▸ Exercise material
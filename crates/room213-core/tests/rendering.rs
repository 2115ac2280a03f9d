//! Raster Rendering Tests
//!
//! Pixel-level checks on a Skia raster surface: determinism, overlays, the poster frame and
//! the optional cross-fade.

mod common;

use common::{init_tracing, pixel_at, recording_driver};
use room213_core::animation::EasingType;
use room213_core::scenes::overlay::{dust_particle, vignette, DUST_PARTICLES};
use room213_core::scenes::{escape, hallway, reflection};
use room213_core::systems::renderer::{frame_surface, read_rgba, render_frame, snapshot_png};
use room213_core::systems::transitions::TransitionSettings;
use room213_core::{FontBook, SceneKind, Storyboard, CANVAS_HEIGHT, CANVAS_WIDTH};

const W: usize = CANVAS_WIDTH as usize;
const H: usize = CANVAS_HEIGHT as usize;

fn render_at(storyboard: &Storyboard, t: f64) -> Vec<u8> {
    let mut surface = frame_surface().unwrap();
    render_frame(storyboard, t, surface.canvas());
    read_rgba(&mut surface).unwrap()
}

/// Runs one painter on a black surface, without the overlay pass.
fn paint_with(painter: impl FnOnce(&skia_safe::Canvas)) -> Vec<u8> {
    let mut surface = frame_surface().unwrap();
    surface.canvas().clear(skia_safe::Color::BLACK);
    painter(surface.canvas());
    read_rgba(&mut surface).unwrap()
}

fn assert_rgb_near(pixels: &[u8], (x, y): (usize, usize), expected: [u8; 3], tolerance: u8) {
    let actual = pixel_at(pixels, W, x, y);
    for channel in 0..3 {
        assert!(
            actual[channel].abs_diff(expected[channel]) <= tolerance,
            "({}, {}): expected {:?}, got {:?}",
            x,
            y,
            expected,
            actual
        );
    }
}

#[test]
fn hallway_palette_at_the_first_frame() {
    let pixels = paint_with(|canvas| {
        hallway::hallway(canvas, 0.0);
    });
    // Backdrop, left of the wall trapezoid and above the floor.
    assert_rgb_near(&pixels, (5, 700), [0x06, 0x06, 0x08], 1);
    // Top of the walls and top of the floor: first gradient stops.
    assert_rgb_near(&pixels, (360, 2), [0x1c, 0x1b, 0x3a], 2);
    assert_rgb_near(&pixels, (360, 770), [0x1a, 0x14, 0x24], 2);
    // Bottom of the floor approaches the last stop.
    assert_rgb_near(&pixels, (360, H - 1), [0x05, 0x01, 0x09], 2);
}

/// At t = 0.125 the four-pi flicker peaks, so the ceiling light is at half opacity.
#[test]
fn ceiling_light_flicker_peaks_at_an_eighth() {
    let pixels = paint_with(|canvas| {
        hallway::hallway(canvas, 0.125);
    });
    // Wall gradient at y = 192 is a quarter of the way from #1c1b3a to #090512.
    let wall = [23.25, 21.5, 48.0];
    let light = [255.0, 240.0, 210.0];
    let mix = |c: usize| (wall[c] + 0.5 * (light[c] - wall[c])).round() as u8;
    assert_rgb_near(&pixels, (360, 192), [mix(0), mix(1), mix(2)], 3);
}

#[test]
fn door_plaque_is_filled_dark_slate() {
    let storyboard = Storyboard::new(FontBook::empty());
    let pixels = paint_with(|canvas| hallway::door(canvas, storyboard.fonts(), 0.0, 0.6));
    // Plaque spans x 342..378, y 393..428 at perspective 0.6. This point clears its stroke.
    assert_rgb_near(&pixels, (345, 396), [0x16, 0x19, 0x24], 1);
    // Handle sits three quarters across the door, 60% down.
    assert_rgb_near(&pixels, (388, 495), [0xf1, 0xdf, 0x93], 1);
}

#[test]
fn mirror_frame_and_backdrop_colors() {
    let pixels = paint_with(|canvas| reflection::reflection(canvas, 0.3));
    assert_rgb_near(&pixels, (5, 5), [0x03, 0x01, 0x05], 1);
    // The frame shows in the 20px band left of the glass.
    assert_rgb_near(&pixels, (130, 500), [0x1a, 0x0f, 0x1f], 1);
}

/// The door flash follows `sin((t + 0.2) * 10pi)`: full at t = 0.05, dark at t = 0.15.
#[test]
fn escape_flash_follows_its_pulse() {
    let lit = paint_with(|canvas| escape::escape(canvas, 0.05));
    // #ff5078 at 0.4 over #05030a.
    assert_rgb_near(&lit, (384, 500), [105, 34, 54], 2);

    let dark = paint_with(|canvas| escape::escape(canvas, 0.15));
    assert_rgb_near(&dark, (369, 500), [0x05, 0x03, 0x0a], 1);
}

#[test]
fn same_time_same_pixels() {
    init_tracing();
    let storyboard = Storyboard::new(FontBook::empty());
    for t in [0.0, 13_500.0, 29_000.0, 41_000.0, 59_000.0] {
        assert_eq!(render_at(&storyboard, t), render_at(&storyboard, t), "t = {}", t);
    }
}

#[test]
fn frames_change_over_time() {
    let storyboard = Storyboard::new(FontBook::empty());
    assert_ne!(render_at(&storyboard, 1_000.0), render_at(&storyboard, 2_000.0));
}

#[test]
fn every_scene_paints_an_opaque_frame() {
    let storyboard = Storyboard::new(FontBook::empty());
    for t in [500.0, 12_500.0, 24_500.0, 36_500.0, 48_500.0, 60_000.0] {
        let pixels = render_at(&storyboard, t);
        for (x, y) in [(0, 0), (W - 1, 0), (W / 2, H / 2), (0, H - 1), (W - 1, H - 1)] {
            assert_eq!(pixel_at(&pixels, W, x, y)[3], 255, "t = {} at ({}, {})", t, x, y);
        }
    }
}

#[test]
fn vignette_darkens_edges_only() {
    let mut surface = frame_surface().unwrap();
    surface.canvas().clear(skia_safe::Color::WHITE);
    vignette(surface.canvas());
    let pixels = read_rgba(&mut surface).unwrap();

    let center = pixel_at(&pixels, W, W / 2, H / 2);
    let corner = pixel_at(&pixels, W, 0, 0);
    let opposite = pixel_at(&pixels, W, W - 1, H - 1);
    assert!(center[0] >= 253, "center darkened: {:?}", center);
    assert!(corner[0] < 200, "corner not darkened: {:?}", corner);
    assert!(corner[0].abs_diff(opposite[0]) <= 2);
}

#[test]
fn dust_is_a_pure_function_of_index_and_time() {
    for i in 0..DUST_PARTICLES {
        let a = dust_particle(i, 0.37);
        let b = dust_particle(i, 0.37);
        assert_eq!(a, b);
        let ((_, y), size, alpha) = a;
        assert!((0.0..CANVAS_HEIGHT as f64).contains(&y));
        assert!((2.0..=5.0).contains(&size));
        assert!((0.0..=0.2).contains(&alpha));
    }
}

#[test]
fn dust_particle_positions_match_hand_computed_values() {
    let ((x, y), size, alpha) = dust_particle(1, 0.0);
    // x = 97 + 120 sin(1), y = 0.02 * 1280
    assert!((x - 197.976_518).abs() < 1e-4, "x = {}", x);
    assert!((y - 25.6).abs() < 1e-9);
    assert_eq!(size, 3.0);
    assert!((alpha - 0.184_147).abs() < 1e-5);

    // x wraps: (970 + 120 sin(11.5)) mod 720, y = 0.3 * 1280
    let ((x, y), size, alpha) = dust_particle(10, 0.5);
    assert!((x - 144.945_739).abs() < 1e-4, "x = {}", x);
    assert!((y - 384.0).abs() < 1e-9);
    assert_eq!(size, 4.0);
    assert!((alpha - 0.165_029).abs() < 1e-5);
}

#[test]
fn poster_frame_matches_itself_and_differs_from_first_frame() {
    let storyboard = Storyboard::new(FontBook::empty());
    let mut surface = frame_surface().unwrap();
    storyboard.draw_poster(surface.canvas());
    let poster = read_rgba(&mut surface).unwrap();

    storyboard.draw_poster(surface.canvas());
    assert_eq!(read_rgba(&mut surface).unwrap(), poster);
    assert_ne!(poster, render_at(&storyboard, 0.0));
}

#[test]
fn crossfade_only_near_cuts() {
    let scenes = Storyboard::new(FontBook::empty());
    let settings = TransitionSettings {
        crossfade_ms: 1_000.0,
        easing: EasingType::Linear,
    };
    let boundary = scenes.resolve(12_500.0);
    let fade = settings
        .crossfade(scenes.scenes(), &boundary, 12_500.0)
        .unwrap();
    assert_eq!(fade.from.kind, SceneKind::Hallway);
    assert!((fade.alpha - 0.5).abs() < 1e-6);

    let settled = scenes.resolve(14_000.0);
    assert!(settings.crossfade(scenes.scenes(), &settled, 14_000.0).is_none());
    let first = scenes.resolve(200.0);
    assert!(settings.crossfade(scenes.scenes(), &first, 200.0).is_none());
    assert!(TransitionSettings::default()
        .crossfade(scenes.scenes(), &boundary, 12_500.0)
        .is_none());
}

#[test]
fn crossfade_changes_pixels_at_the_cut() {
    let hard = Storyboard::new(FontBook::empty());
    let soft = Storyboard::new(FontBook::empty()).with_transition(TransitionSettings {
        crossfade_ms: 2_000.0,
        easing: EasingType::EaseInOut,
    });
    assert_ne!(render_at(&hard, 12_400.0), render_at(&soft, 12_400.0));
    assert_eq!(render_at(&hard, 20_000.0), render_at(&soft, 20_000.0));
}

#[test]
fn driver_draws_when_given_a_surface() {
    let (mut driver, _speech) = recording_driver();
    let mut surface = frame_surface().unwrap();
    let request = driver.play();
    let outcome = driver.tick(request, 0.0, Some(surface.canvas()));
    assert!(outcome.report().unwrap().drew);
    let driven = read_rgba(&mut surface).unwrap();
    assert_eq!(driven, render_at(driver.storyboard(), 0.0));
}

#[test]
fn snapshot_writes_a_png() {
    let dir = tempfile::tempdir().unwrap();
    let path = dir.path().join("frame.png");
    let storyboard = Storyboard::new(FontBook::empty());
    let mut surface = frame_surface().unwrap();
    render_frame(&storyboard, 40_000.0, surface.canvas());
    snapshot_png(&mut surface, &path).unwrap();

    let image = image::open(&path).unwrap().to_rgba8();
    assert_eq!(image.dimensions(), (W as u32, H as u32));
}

▸ What the task asks
Across the whole listing above, find every line with the string "soft" and copy it.

▸ Exercise result
    let soft = Storyboard::new(FontBook::empty()).with_transition(TransitionSettings {
    assert_ne!(render_at(&hard, 12_400.0), render_at(&soft, 12_400.0));
    assert_eq!(render_at(&hard, 20_000.0), render_at(&soft, 20_000.0));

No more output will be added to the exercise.